● **Task directions**: Filter the entries below, keeping every line that has the word "with".
****************************************
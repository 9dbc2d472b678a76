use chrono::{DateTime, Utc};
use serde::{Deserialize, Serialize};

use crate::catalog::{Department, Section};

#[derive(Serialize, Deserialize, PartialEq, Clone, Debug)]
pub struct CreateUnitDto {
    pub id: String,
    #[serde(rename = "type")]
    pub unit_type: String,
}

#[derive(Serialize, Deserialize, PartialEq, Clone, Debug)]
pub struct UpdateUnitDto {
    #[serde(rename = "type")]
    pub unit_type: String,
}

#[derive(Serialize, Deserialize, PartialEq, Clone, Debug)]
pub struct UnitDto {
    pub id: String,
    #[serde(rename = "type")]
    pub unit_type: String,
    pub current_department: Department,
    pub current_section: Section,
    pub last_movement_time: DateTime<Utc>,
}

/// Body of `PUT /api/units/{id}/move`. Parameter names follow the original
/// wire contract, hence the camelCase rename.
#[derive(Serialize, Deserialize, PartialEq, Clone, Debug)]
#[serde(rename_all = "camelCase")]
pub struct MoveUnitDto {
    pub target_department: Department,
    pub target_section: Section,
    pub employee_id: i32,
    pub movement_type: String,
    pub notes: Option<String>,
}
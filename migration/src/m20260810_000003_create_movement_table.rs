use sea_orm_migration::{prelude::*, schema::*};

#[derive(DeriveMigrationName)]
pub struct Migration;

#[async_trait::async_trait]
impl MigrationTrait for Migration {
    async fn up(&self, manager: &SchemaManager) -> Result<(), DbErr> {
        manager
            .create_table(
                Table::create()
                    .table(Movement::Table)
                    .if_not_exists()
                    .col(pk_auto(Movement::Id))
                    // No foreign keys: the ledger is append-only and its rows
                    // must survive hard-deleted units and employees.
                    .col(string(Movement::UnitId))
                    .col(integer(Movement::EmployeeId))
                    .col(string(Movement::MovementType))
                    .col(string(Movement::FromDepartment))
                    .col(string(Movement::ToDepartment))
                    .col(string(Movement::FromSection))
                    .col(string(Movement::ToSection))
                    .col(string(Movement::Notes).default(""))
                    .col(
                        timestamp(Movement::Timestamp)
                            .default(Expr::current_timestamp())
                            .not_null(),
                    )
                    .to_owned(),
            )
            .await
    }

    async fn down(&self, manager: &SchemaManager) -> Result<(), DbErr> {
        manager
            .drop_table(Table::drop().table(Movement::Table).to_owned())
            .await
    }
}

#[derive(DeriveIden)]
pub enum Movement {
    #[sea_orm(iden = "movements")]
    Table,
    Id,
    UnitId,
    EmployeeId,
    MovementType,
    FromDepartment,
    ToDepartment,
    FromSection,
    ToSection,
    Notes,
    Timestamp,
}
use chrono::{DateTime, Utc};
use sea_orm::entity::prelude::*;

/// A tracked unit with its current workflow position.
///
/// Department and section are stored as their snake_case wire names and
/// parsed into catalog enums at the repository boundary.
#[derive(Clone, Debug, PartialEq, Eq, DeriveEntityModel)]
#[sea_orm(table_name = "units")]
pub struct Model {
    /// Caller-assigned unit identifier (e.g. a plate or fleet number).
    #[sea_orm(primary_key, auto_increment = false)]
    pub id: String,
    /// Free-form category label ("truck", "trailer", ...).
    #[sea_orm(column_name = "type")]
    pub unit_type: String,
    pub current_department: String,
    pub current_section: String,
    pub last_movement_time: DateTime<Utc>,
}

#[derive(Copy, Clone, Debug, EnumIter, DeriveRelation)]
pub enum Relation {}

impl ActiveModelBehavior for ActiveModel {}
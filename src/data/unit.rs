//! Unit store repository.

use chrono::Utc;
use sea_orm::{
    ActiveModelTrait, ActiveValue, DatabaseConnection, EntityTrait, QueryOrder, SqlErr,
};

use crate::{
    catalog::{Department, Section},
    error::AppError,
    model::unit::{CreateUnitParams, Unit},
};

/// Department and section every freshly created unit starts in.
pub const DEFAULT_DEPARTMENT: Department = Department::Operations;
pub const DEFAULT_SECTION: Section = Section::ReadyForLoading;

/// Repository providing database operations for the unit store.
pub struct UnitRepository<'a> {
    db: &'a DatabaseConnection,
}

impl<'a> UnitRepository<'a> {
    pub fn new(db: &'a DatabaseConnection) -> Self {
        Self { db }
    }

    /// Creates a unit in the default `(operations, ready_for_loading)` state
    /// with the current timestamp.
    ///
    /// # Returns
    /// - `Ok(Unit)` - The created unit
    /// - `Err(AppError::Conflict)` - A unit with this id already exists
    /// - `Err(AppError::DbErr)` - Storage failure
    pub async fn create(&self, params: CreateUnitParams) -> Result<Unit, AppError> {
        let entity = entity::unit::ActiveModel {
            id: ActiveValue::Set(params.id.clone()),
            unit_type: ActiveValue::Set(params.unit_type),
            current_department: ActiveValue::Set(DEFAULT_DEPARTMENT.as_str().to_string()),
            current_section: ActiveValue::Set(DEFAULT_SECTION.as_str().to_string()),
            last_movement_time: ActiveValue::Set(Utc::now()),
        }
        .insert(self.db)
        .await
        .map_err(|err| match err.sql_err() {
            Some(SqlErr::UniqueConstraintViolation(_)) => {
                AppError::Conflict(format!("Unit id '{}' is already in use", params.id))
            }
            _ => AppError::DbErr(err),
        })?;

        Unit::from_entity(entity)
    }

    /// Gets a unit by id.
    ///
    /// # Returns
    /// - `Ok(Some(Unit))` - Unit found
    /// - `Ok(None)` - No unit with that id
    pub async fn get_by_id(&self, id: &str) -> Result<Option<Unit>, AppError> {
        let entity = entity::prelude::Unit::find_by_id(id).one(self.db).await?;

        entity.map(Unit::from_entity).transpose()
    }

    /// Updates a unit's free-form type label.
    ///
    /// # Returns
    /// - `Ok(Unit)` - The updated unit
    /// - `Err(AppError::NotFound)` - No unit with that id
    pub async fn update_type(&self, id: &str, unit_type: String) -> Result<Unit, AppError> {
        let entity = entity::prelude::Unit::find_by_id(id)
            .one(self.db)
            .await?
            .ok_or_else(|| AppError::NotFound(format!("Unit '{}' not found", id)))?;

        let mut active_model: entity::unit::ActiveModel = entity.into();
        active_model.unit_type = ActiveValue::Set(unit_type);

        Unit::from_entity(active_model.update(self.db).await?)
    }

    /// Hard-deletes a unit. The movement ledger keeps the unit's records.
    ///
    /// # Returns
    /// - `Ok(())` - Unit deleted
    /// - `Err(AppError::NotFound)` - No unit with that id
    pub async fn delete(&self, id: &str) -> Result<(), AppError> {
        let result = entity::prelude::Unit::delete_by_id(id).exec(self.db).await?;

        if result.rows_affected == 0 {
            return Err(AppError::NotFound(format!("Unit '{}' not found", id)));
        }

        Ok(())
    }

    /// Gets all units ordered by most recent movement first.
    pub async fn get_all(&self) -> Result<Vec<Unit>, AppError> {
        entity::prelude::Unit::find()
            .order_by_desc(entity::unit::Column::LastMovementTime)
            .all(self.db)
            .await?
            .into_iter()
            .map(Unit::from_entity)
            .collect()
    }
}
****************************************
● **Result below**:
/// A tracked unit with its current workflow position.
    /// with the current timestamp.
    /// - `Err(AppError::Conflict)` - A unit with this id already exists
    /// - `Ok(None)` - No unit with that id
    /// - `Err(AppError::NotFound)` - No unit with that id
    /// - `Err(AppError::NotFound)` - No unit with that id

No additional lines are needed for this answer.